=== Section Start ===

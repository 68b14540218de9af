//! MySQL history store.
//!
//! On connect the adapter creates the database if needed, then the history
//! tables `sendtx`, `metering`, `setbalancetx`, `setstaketx`,
//! `setvalidatortx` and `account`. Transaction tables are keyed by `txhash`,
//! `account` by `address`. Every statement binds its values as parameters.

use async_trait::async_trait;
use chrono::{DateTime, Utc};
use sqlx::mysql::{MySqlPool, MySqlPoolOptions};
use tracing::{info, warn};

use crate::config::validate_db_name;
use crate::domain::{Account, StorageError, TransactionRecord};
use crate::ports::HistoryStorage;
use crate::LOG_MODULE;

const MAX_CONNECTIONS: u32 = 8;

const SCHEMA: [&str; 6] = [
    "CREATE TABLE IF NOT EXISTS `sendtx` (
        `txhash` VARCHAR(255) NOT NULL,
        `txtype` VARCHAR(255) DEFAULT NULL,
        `height` BIGINT(20) DEFAULT 0,
        `index` INT(11) DEFAULT 0,
        `time` VARCHAR(255) DEFAULT NULL,
        `fromaddress` VARCHAR(255) DEFAULT NULL,
        `toaddress` VARCHAR(255) DEFAULT NULL,
        `amount` VARCHAR(255) DEFAULT NULL,
        PRIMARY KEY (`txhash`)
    ) ENGINE=InnoDB DEFAULT CHARSET=utf8",
    "CREATE TABLE IF NOT EXISTS `metering` (
        `txhash` VARCHAR(255) NOT NULL,
        `txtype` VARCHAR(255) DEFAULT NULL,
        `height` BIGINT(20) DEFAULT 0,
        `index` INT(11) DEFAULT 0,
        `time` VARCHAR(255) DEFAULT NULL,
        `dc` VARCHAR(255) DEFAULT NULL,
        `ns` VARCHAR(255) DEFAULT NULL,
        `value` VARCHAR(255) DEFAULT NULL,
        PRIMARY KEY (`txhash`)
    ) ENGINE=InnoDB DEFAULT CHARSET=utf8",
    "CREATE TABLE IF NOT EXISTS `setbalancetx` (
        `txhash` VARCHAR(255) NOT NULL,
        `txtype` VARCHAR(255) DEFAULT NULL,
        `height` BIGINT(20) DEFAULT 0,
        `index` INT(11) DEFAULT 0,
        `time` VARCHAR(255) DEFAULT NULL,
        `address` VARCHAR(255) DEFAULT NULL,
        `amount` VARCHAR(255) DEFAULT NULL,
        PRIMARY KEY (`txhash`)
    ) ENGINE=InnoDB DEFAULT CHARSET=utf8",
    "CREATE TABLE IF NOT EXISTS `setstaketx` (
        `txhash` VARCHAR(255) NOT NULL,
        `txtype` VARCHAR(255) DEFAULT NULL,
        `height` BIGINT(20) DEFAULT 0,
        `index` INT(11) DEFAULT 0,
        `time` VARCHAR(255) DEFAULT NULL,
        `amount` VARCHAR(255) DEFAULT NULL,
        PRIMARY KEY (`txhash`)
    ) ENGINE=InnoDB DEFAULT CHARSET=utf8",
    "CREATE TABLE IF NOT EXISTS `setvalidatortx` (
        `txhash` VARCHAR(255) NOT NULL,
        `txtype` VARCHAR(255) DEFAULT NULL,
        `height` BIGINT(20) DEFAULT 0,
        `index` INT(11) DEFAULT 0,
        `time` VARCHAR(255) DEFAULT NULL,
        `validatorpubkey` VARCHAR(255) DEFAULT NULL,
        `power` VARCHAR(255) DEFAULT NULL,
        PRIMARY KEY (`txhash`)
    ) ENGINE=InnoDB DEFAULT CHARSET=utf8",
    "CREATE TABLE IF NOT EXISTS `account` (
        `address` VARCHAR(255) NOT NULL,
        `balance` VARCHAR(255) DEFAULT NULL,
        PRIMARY KEY (`address`)
    ) ENGINE=InnoDB DEFAULT CHARSET=utf8",
];

/// Format of the `time` column.
const TIME_FORMAT: &str = "%Y-%m-%d %H:%M:%S%.6f";

#[derive(sqlx::FromRow)]
struct AccountRow {
    address: String,
    balance: String,
}

impl From<AccountRow> for Account {
    fn from(row: AccountRow) -> Self {
        Account::new(row.address, row.balance)
    }
}

impl From<sqlx::Error> for StorageError {
    fn from(err: sqlx::Error) -> Self {
        match &err {
            sqlx::Error::Database(db) if db.is_unique_violation() => {
                StorageError::DuplicateKey(db.message().to_string())
            }
            sqlx::Error::Io(_)
            | sqlx::Error::Tls(_)
            | sqlx::Error::PoolTimedOut
            | sqlx::Error::PoolClosed => StorageError::Connection(err.to_string()),
            sqlx::Error::ColumnDecode { .. }
            | sqlx::Error::Decode(_)
            | sqlx::Error::TypeNotFound { .. } => StorageError::Serialization(err.to_string()),
            _ => StorageError::Query(err.to_string()),
        }
    }
}

/// `HistoryStorage` backed by a MySQL connection pool.
pub struct MySqlHistoryStore {
    pool: MySqlPool,
}

impl MySqlHistoryStore {
    /// Connect, creating the database and tables when missing.
    ///
    /// `host` is `user:pass@host:port`, optionally with a `mysql://` scheme
    /// or in `user:pass@tcp(host:port)` form.
    pub async fn connect(host: &str, db_name: &str) -> Result<Self, StorageError> {
        let db_name = validate_db_name(db_name).map_err(|e| StorageError::Config(e.to_string()))?;
        let server = server_url(host);

        let admin = MySqlPoolOptions::new()
            .max_connections(1)
            .connect(&server)
            .await
            .map_err(|e| StorageError::Connection(e.to_string()))?;
        sqlx::query(&create_database_sql(db_name))
            .execute(&admin)
            .await
            .map_err(|e| StorageError::Schema(e.to_string()))?;
        admin.close().await;

        let pool = MySqlPoolOptions::new()
            .max_connections(MAX_CONNECTIONS)
            .connect(&database_url(&server, db_name))
            .await
            .map_err(|e| StorageError::Connection(e.to_string()))?;

        for ddl in SCHEMA {
            sqlx::query(ddl)
                .execute(&pool)
                .await
                .map_err(|e| StorageError::Schema(e.to_string()))?;
        }

        info!(module = LOG_MODULE, db_name, "MySQL history store ready");
        Ok(Self { pool })
    }

    pub async fn close(&self) {
        self.pool.close().await;
    }
}

#[async_trait]
impl HistoryStorage for MySqlHistoryStore {
    async fn add_transaction_record(&self, record: &TransactionRecord) -> Result<(), StorageError> {
        let head = record.head();
        let time = sql_time(&head.time);
        let query = match record {
            TransactionRecord::SendTx(tx) => sqlx::query(
                "INSERT INTO `sendtx` \
                 (`txhash`, `txtype`, `height`, `index`, `time`, \
                 `fromaddress`, `toaddress`, `amount`) \
                 VALUES (?, ?, ?, ?, ?, ?, ?, ?)",
            )
            .bind(&head.tx_hash)
            .bind(&head.tx_type)
            .bind(head.height)
            .bind(head.index)
            .bind(&time)
            .bind(&tx.from_address)
            .bind(&tx.to_address)
            .bind(&tx.amount),
            TransactionRecord::Metering(tx) => sqlx::query(
                "INSERT INTO `metering` \
                 (`txhash`, `txtype`, `height`, `index`, `time`, `dc`, `ns`, `value`) \
                 VALUES (?, ?, ?, ?, ?, ?, ?, ?)",
            )
            .bind(&head.tx_hash)
            .bind(&head.tx_type)
            .bind(head.height)
            .bind(head.index)
            .bind(&time)
            .bind(&tx.dc)
            .bind(&tx.ns)
            .bind(&tx.value),
            TransactionRecord::SetBalanceTx(tx) => sqlx::query(
                "INSERT INTO `setbalancetx` \
                 (`txhash`, `txtype`, `height`, `index`, `time`, `address`, `amount`) \
                 VALUES (?, ?, ?, ?, ?, ?, ?)",
            )
            .bind(&head.tx_hash)
            .bind(&head.tx_type)
            .bind(head.height)
            .bind(head.index)
            .bind(&time)
            .bind(&tx.address)
            .bind(&tx.amount),
            TransactionRecord::SetStakeTx(tx) => sqlx::query(
                "INSERT INTO `setstaketx` \
                 (`txhash`, `txtype`, `height`, `index`, `time`, `amount`) \
                 VALUES (?, ?, ?, ?, ?, ?)",
            )
            .bind(&head.tx_hash)
            .bind(&head.tx_type)
            .bind(head.height)
            .bind(head.index)
            .bind(&time)
            .bind(&tx.amount),
            TransactionRecord::SetValidatorTx(tx) => sqlx::query(
                "INSERT INTO `setvalidatortx` \
                 (`txhash`, `txtype`, `height`, `index`, `time`, `validatorpubkey`, `power`) \
                 VALUES (?, ?, ?, ?, ?, ?, ?)",
            )
            .bind(&head.tx_hash)
            .bind(&head.tx_type)
            .bind(head.height)
            .bind(head.index)
            .bind(&time)
            .bind(&tx.validator_pubkey)
            .bind(&tx.power),
        };
        query.execute(&self.pool).await?;
        Ok(())
    }

    async fn get_account(&self, address: &str) -> Result<Option<Account>, StorageError> {
        let row = sqlx::query_as::<_, AccountRow>(
            "SELECT `address`, `balance` FROM `account` WHERE `address` = ?",
        )
        .bind(address)
        .fetch_optional(&self.pool)
        .await?;
        Ok(row.map(Account::from))
    }

    async fn add_account(&self, account: &Account) -> Result<(), StorageError> {
        sqlx::query("INSERT INTO `account` (`address`, `balance`) VALUES (?, ?)")
            .bind(&account.address)
            .bind(&account.balance)
            .execute(&self.pool)
            .await?;
        Ok(())
    }

    async fn update_account_balance(
        &self,
        address: &str,
        balance: &str,
    ) -> Result<(), StorageError> {
        let result = sqlx::query("UPDATE `account` SET `balance` = ? WHERE `address` = ?")
            .bind(balance)
            .bind(address)
            .execute(&self.pool)
            .await?;
        if result.rows_affected() == 0 {
            warn!(module = LOG_MODULE, address, "Balance update matched no account");
        }
        Ok(())
    }
}

/// Server URL without a database path.
fn server_url(host: &str) -> String {
    let host = host.trim().trim_end_matches('/');
    let host = host.strip_prefix("mysql://").unwrap_or(host);
    let host = match host.split_once("@tcp(") {
        Some((credentials, rest)) => format!("{credentials}@{}", rest.trim_end_matches(')')),
        None => host.to_string(),
    };
    format!("mysql://{host}")
}

fn database_url(server: &str, db_name: &str) -> String {
    format!("{server}/{db_name}")
}

/// Text stored in the `time` column, UTC with microseconds.
fn sql_time(time: &DateTime<Utc>) -> String {
    time.format(TIME_FORMAT).to_string()
}

/// `db_name` must already be validated.
fn create_database_sql(db_name: &str) -> String {
    format!("CREATE DATABASE IF NOT EXISTS `{db_name}`")
}

#[cfg(test)]
mod tests {
    use super::*;

    #[test]
    fn test_server_url_forms() {
        assert_eq!(
            server_url("root:pw@localhost:3306"),
            "mysql://root:pw@localhost:3306"
        );
        assert_eq!(
            server_url("mysql://root:pw@db:3306/"),
            "mysql://root:pw@db:3306"
        );
        assert_eq!(
            server_url("root:pw@tcp(127.0.0.1:3306)"),
            "mysql://root:pw@127.0.0.1:3306"
        );
    }

    #[test]
    fn test_database_url() {
        assert_eq!(
            database_url("mysql://root@db:3306", "history"),
            "mysql://root@db:3306/history"
        );
    }

    #[test]
    fn test_create_database_quotes_name() {
        assert_eq!(
            create_database_sql("history"),
            "CREATE DATABASE IF NOT EXISTS `history`"
        );
    }

    #[test]
    fn test_schema_matches_history_tables() {
        let tables = [
            "sendtx",
            "metering",
            "setbalancetx",
            "setstaketx",
            "setvalidatortx",
        ];
        for (ddl, table) in SCHEMA.iter().zip(tables) {
            assert!(ddl.contains(&format!("CREATE TABLE IF NOT EXISTS `{table}` (")));
            assert!(ddl.contains("`txhash` VARCHAR(255) NOT NULL"));
            assert!(ddl.contains("PRIMARY KEY (`txhash`)"));
            assert!(ddl.contains("`txtype`"));
            assert!(ddl.contains("`index` INT(11)"));
        }
        assert!(SCHEMA[0].contains("`fromaddress`") && SCHEMA[0].contains("`toaddress`"));
        assert!(SCHEMA[4].contains("`validatorpubkey`"));
        assert!(SCHEMA[5].contains("CREATE TABLE IF NOT EXISTS `account` ("));
        assert!(SCHEMA[5].contains("PRIMARY KEY (`address`)"));
        assert!(SCHEMA.iter().all(|ddl| !ddl.contains("tx_hash")));
    }

    #[test]
    fn test_time_column_text() {
        let time = DateTime::parse_from_rfc3339("2019-06-01T12:30:45.123456Z")
            .unwrap()
            .with_timezone(&Utc);
        assert_eq!(sql_time(&time), "2019-06-01 12:30:45.123456");
    }

    #[test]
    fn test_pool_errors_are_connection_errors() {
        assert!(matches!(
            StorageError::from(sqlx::Error::PoolTimedOut),
            StorageError::Connection(_)
        ));
        assert!(matches!(
            StorageError::from(sqlx::Error::RowNotFound),
            StorageError::Query(_)
        ));
    }

    #[tokio::test]
    async fn test_connect_rejects_bad_db_name() {
        let err = MySqlHistoryStore::connect("root@localhost:3306", "bad-name")
            .await
            .err();
        assert!(matches!(err, Some(StorageError::Config(_))));
    }
}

=== Section End ===

Exercise objective:
Extract the first line above and each line after it up to and including the one with "Transaction tables are", please, exactly and with nothing else.

Response:
repository 68b14540218de9af
//! MySQL history store.
//!
//! On connect the adapter creates the database if needed, then the history
//! tables `sendtx`, `metering`, `setbalancetx`, `setstaketx`,
//! `setvalidatortx` and `account`. Transaction tables are keyed by `txhash`,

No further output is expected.